Tras relatar la agresión al detalle en toda su crudeza, Floria Emilia comenta que no fue a ella a quien golpeó Agustín, sino a Eva, a la mujer, y le recuerda, citando a Publio Sirio, que quien se comporta injustamente con una persona, amenaza a muchas personas. Al final de la carta le confiesa al obispo de Hipona con justificado dramatismo: 

“Siento escalofríos porque temo que lleguen tiempos en los que las mujeres sean asesinadas por hombres de la Iglesia de Roma». 

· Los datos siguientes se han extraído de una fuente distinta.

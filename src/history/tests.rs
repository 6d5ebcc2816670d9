//! Unit tests for the history module.

use crate::layer::{ImageFilters, Layer};

use super::*;

fn title() -> Layer {
    Layer::text("Title", "Hello")
}

fn moved(layer: &Layer, x: f64, y: f64) -> Layer {
    let mut layer = layer.clone();
    layer.base_mut().x = x;
    layer.base_mut().y = y;
    layer
}

// Classifier tests
#[test]
fn test_classify_identical_is_unknown() {
    let layers = vec![title(), Layer::shape("Box", "rectangle")];
    let result = classify(&layers, &layers, Some("x"), Some("x"));
    assert_eq!(result.action, ActionType::Unknown);
    assert_eq!(result.description, "Change applied");

    let empty = classify(&[], &[], None, None);
    assert_eq!(empty.action, ActionType::Unknown);
}

#[test]
fn test_classify_added_text_names_layer() {
    let base = vec![Layer::shape("Box", "rectangle")];
    let mut next = base.clone();
    next.push(title());
    let result = classify(&base, &next, None, None);
    assert_eq!(result.action, ActionType::TextAdd);
    assert!(result.description.contains("Title"));
}

#[test]
fn test_classify_added_image_and_shape() {
    let image = classify(&[], &[Layer::image("Photo", None)], None, None);
    assert_eq!(image.action, ActionType::ImageAdd);
    let shape = classify(&[], &[Layer::shape("Badge", "seal")], None, None);
    assert_eq!(shape.action, ActionType::ShapeAdd);
    assert!(shape.description.contains("Badge"));
}

#[test]
fn test_classify_add_wins_over_selection_change() {
    let layer = title();
    let result = classify(&[], std::slice::from_ref(&layer), None, Some(layer.id()));
    assert_eq!(result.action, ActionType::TextAdd);
}

#[test]
fn test_classify_delete() {
    let a = title();
    let b = Layer::shape("Box", "rectangle");
    let result = classify(&[a.clone(), b], &[a], None, None);
    assert_eq!(result.action, ActionType::LayerDelete);
    assert!(result.description.contains("Box"));
}

#[test]
fn test_classify_move() {
    let a = title();
    let result = classify(&[a.clone()], &[moved(&a, 10.0, 20.0)], None, None);
    assert_eq!(result.action, ActionType::LayerMove);
    assert!(result.description.contains("Title"));
}

#[test]
fn test_classify_resize() {
    let a = title();
    let mut b = a.clone();
    b.base_mut().width = 10.0;
    assert_eq!(classify(&[a], &[b], None, None).action, ActionType::LayerResize);
}

#[test]
fn test_classify_rotation_modulo_360() {
    let a = title();
    let mut full_turn = a.clone();
    full_turn.base_mut().rotation = 360.0;
    assert_eq!(
        classify(&[a.clone()], &[full_turn], None, None).action,
        ActionType::Unknown
    );

    let mut tilted = a.clone();
    tilted.base_mut().rotation = 15.0;
    assert_eq!(classify(&[a], &[tilted], None, None).action, ActionType::LayerRotate);
}

#[test]
fn test_classify_text_edit() {
    let a = title();
    let mut b = a.clone();
    b.as_text_mut().unwrap().text = "Goodbye".to_string();
    assert_eq!(classify(&[a], &[b], None, None).action, ActionType::TextEdit);
}

#[test]
fn test_classify_filter_apply() {
    let a = Layer::image("Photo", Some("photo.jpg".to_string()));
    let mut b = a.clone();
    b.as_image_mut().unwrap().filters = Some(ImageFilters {
        brightness: 120.0,
        ..ImageFilters::default()
    });
    assert_eq!(classify(&[a], &[b], None, None).action, ActionType::FilterApply);
}

#[test]
fn test_classify_opacity_is_layer_property() {
    let a = Layer::shape("Box", "rectangle");
    let mut b = a.clone();
    b.base_mut().opacity = Some(0.5);
    assert_eq!(classify(&[a], &[b], None, None).action, ActionType::LayerProperty);
}

#[test]
fn test_classify_explicit_full_opacity_is_no_change() {
    let a = Layer::shape("Box", "rectangle");
    let mut b = a.clone();
    b.base_mut().opacity = Some(1.0);
    assert_eq!(classify(&[a], &[b], None, None).action, ActionType::Unknown);
}

#[test]
fn test_classify_position_wins_within_layer() {
    let a = title();
    let mut b = moved(&a, 5.0, 5.0);
    b.base_mut().width = 1.0;
    b.base_mut().rotation = 45.0;
    b.as_text_mut().unwrap().text = "changed".to_string();
    assert_eq!(classify(&[a], &[b], None, None).action, ActionType::LayerMove);
}

#[test]
fn test_classify_first_differing_layer_in_next_order_wins() {
    let a = title();
    let b = Layer::shape("Box", "rectangle");
    let mut a2 = a.clone();
    a2.base_mut().opacity = Some(0.2);
    let b2 = moved(&b, 3.0, 3.0);

    let result = classify(&[a.clone(), b.clone()], &[b2.clone(), a2.clone()], None, None);
    assert_eq!(result.action, ActionType::LayerMove);
    assert!(result.description.contains("Box"));

    let result = classify(&[a, b], &[a2, b2], None, None);
    assert_eq!(result.action, ActionType::LayerProperty);
    assert!(result.description.contains("Title"));
}

#[test]
fn test_classify_untracked_field_change_is_unknown() {
    let a = title();
    let mut b = a.clone();
    b.as_text_mut().unwrap().color = "#ff0000".to_string();
    assert_eq!(classify(&[a], &[b], None, None).action, ActionType::Unknown);
}

#[test]
fn test_classify_identical_snapshot_with_nan_is_unknown() {
    let mut a = title();
    a.base_mut().x = f64::NAN;
    a.base_mut().opacity = Some(f64::NAN);
    let layers = vec![a, Layer::shape("Box", "rectangle")];
    assert_eq!(
        classify(&layers, &layers, None, None).action,
        ActionType::Unknown
    );

    let mut next = layers.clone();
    next[1].base_mut().width = 10.0;
    let result = classify(&layers, &next, None, None);
    assert_eq!(result.action, ActionType::LayerResize);
    assert!(result.description.contains("Box"));
}

#[test]
fn test_commit_rejects_non_finite_geometry() {
    let mut engine = HistoryEngine::default();
    let mut a = title();
    a.base_mut().y = f64::INFINITY;
    assert!(matches!(
        engine.commit(&[a], None),
        Err(HistoryError::InvalidSnapshot(_))
    ));
    assert_eq!(engine.len(), 1);
}

#[test]
fn test_classify_selection_change() {
    let a = title();
    let result = classify(&[a.clone()], &[a.clone()], None, Some(a.id()));
    assert_eq!(result.action, ActionType::LayerProperty);
    assert_eq!(result.description, "Selection changed");
}

#[test]
fn test_classify_layer_edit_wins_over_selection() {
    let a = title();
    let result = classify(&[a.clone()], &[moved(&a, 1.0, 0.0)], None, Some(a.id()));
    assert_eq!(result.action, ActionType::LayerMove);
}

#[test]
fn test_action_type_strings_and_icons() {
    assert_eq!(ActionType::TextAdd.to_string(), "text-add");
    assert_eq!(ActionType::LayerDelete.as_str(), "layer-delete");
    assert_eq!(ActionType::FilterApply.as_str(), "filter-apply");
    assert!(!ActionType::Unknown.icon().is_empty());
}

// Engine tests
#[test]
fn test_engine_starts_with_initial_entry() {
    let engine = HistoryEngine::default();
    assert_eq!(engine.len(), 1);
    assert_eq!(engine.cursor(), 0);
    assert_eq!(engine.current().action(), ActionType::Initial);
    assert!(!engine.can_undo());
    assert!(!engine.can_redo());
}

#[test]
fn test_undo_at_initial_is_noop() {
    let seed = vec![title()];
    let mut engine = HistoryEngine::new(&seed, None);
    assert!(engine.undo().is_none());
    assert_eq!(engine.cursor(), 0);
    assert_eq!(engine.current().layers(), seed.as_slice());
}

#[test]
fn test_redo_at_end_is_noop() {
    let mut engine = HistoryEngine::default();
    engine.commit(&[title()], None).unwrap();
    assert!(engine.redo().is_none());
    assert_eq!(engine.cursor(), 1);
}

#[test]
fn test_commit_after_undo_discards_redo_branch() {
    let mut engine = HistoryEngine::default();
    let a = title();
    engine.commit(std::slice::from_ref(&a), None).unwrap();
    engine.commit(&[moved(&a, 1.0, 1.0)], None).unwrap();
    assert!(engine.undo().is_some());
    engine.commit(&[moved(&a, 2.0, 2.0)], None).unwrap();

    assert!(engine.redo().is_none());
    assert_eq!(engine.len(), 3);
    assert_eq!(engine.cursor(), 2);
}

#[test]
fn test_commit_rejects_duplicate_ids_and_keeps_history() {
    let mut engine = HistoryEngine::default();
    let a = title();
    engine.commit(std::slice::from_ref(&a), None).unwrap();

    let err = engine.commit(&[a.clone(), a.clone()], None).unwrap_err();
    assert!(matches!(err, HistoryError::InvalidSnapshot(_)));
    assert_eq!(engine.len(), 2);
    assert_eq!(engine.cursor(), 1);
}

#[test]
fn test_commit_rejects_negative_size() {
    let mut engine = HistoryEngine::default();
    let mut a = title();
    a.base_mut().width = -5.0;
    assert!(engine.commit(&[a], None).is_err());
    assert_eq!(engine.len(), 1);
}

#[test]
fn test_snapshots_are_independent_copies() {
    let mut engine = HistoryEngine::default();
    let mut live = vec![title()];
    engine.commit(&live, None).unwrap();
    live[0].base_mut().x = 999.0;
    assert_eq!(engine.current().layers()[0].base().x, 0.0);
}

#[test]
fn test_selection_is_restored_on_undo() {
    let mut engine = HistoryEngine::default();
    let a = title();
    engine.commit(std::slice::from_ref(&a), None).unwrap();
    engine.commit(std::slice::from_ref(&a), Some(a.id())).unwrap();
    assert_eq!(engine.current().action(), ActionType::LayerProperty);

    let restored = engine.undo().unwrap();
    assert_eq!(restored.selected(), None);
    let restored = engine.redo().unwrap();
    assert_eq!(restored.selected(), Some(a.id()));
}

#[test]
fn test_jump_to() {
    let mut engine = HistoryEngine::default();
    let a = title();
    engine.commit(std::slice::from_ref(&a), None).unwrap();
    engine.commit(&[moved(&a, 4.0, 4.0)], None).unwrap();

    assert_eq!(engine.jump_to(0).unwrap().action(), ActionType::Initial);
    assert!(engine.can_redo());
    assert!(engine.jump_to(3).is_none());
    assert_eq!(engine.cursor(), 0);
}

#[test]
fn test_reset_starts_fresh() {
    let mut engine = HistoryEngine::default();
    engine.commit(&[title()], None).unwrap();
    let seed = vec![Layer::shape("Box", "rectangle")];
    engine.reset(&seed, None);
    assert_eq!(engine.len(), 1);
    assert_eq!(engine.current().action(), ActionType::Initial);
    assert_eq!(engine.current().layers(), seed.as_slice());
}

#[test]
fn test_max_entries_drops_oldest() {
    let mut engine = HistoryEngine::default().with_max_entries(Some(3));
    let a = title();
    for i in 0..5 {
        engine.commit(&[moved(&a, i as f64, 0.0)], None).unwrap();
    }
    assert_eq!(engine.len(), 3);
    assert_eq!(engine.cursor(), 2);
    assert_eq!(engine.current().layers()[0].base().x, 4.0);

    // Oldest survivor is the new floor
    assert!(engine.undo().is_some());
    assert!(engine.undo().is_some());
    assert!(engine.undo().is_none());
    assert_eq!(engine.current().layers()[0].base().x, 2.0);
}

#[test]
fn test_entry_ids_increase() {
    let mut engine = HistoryEngine::default();
    let a = title();
    let first = engine.commit(std::slice::from_ref(&a), None).unwrap().id();
    let second = engine.commit(&[moved(&a, 1.0, 0.0)], None).unwrap().id();
    assert!(second > first);
}

#[test]
fn test_entry_label_has_icon() {
    let mut engine = HistoryEngine::default();
    let entry = engine.commit(&[title()], None).unwrap();
    assert_eq!(entry.label(), format!("{} Add text \"Title\"", ActionType::TextAdd.icon()));
}

/// Add "Title", move it, undo, add "Badge": the move is gone for good.
#[test]
fn test_add_move_undo_add_scenario() {
    let mut engine = HistoryEngine::default();
    let title = title();

    let entry = engine.commit(std::slice::from_ref(&title), None).unwrap();
    assert_eq!(entry.action(), ActionType::TextAdd);
    assert!(entry.description().contains("Title"));
    assert_eq!(engine.len(), 2);
    assert_eq!(engine.cursor(), 1);

    let entry = engine.commit(&[moved(&title, 10.0, 20.0)], None).unwrap();
    assert_eq!(entry.action(), ActionType::LayerMove);
    assert_eq!(engine.len(), 3);
    assert_eq!(engine.cursor(), 2);

    let restored = engine.undo().unwrap();
    assert_eq!(restored.layers(), std::slice::from_ref(&title));
    assert_eq!(engine.cursor(), 1);

    let badge = Layer::shape("Badge", "seal");
    let entry = engine
        .commit(&[title.clone(), badge], None)
        .unwrap();
    assert_eq!(entry.action(), ActionType::ShapeAdd);
    assert_eq!(engine.len(), 3);
    assert_eq!(engine.cursor(), 2);
    assert!(engine.redo().is_none());

    let actions: Vec<ActionType> = engine.entries().iter().map(|e| e.action()).collect();
    assert_eq!(
        actions,
        vec![ActionType::Initial, ActionType::TextAdd, ActionType::ShapeAdd]
    );
}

Y plantea una pregunta escalofriante: 

“¿Por qué se las habría de matar, honorable obispo? Porque os recuerdan que habéis renegado de vuestra propia alma y atributos, pensáis. ¿Y en favor de quién? En favor de un Dios, decís, en favor de Él que ha creado el firmamento que os cubre y la tierra sobre la que viven las mujeres que os dan a luz”. 

La antigua compañera de Agustín dice a los hombres de Iglesia que, si Dios existe, los juzgará por los placeres a los que han dado la espalda y por negar el amor entre hombre y mujer. La carta termina comunicando Floria Aurelia al obispo que si fue él quien se ocupó de hacerle llegar sus Confesiones para que se bautizara, no le va a dar esa satisfacción: “No recibiré el bautismo, honorable obispo”.

Sí, ya sé que es una novela, que he leído teniendo delante las Confesiones de Agustín de Hipona (354-430), y que puede tener mucho de ficción, pero lo importante para mí es que marca una tendencia. El temor de Floria Emilia se ha hecho realidad muchas veces en la historia del cristianismo y sigue haciéndose todavía hoy a través de múltiples, y cada vez más refinadas, formas de violencia física o simbólica de los “hombres de Iglesia” contra las mujeres, como la exclusión de los espacios de lo sagrado o las penas por el ejercicio de sus derechos sexuales y reproductivos, llegando a la excomunión de las mujeres que, ateniéndose a la legislación, deciden interrumpir voluntariamente el embarazo, y a las personas que colaboran en dicha interrupción. 

Un de las violencias más crueles son los crímenes de pederastia contra niños, niñas, jóvenes y adolescentes indefensos, abusados sexualmente por sacerdotes, religiosos, formadores de seminarios y noviciados, profesores de colegios religiosos, párrocos, obispos, arzobispos y cardenales durante décadas e incluso siglos. Tales crímenes se producen de manera impune, con el silencio y la complicidad de las jerarquías de las iglesias locales y del propio Vaticano, la imposición de silencio a las víctimas bajo amenazas y la autoinculpación de las propias personas abusadas.

Recientemente se está produciendo en la Iglesia católica también el Me Too por parte de monjas de diferentes Congregaciones Religiosas que han roto su silencio y han denunciado los abusos sistemáticos de que son objeto —nunca mejor dicho lo de objeto porque así son tratadas— por miembros del clero: sacerdotes, religiosos y obispos. El papa Francisco ha reconocido su existencia. Gracias al Me Too hemos conocido la situación de esclavas sexuales en que viven algunas religiosas. Dos de ellas, Rocío Figueroa y Doris Wagner-Resinger, víctimas de abusos sexuales, han denunciado la existencia de “una cultura del silencio y secretismo dentro de la jerarquía” y la tendencia a normalizar dichas actuaciones criminales del clero católico. 

Pero nadie se hace responsable, ni pide perdón. Todo lo contrario, se culpabiliza a las mujeres, como hizo el sacerdote canario Fernando Báez Santana, que justificó el asesinato de las niñas Anna y Olivia por su padre Tomás Gimeno —un crimen que conmocionó, indignó y provocó el rechazo de toda España— apelando “a la infidelidad de la madre”. No, no fue porque al sacerdote Báez se le calentara la boca y en un mal momento echara sapos y culebras debido a su incontinencia verbal. Lo hizo a cara descubierta y de manera muy pensada, programada y meditada a través de un vídeo en el que osaba citar al profeta Jeremías. 

Y, sin embargo, no pocas mujeres siguen todavía las orientaciones morales represivas de los hombres de Iglesia. ¡Qué contradicción! Menos mal que cada vez es mayor el número de mujeres cristianas que se consideran sujetos morales y osan liberarse de la dictadura patriarcal de confesores y directores espirituales y de la idolatría de la masculinidad falsamente sagrada de los “hombres de Iglesia”.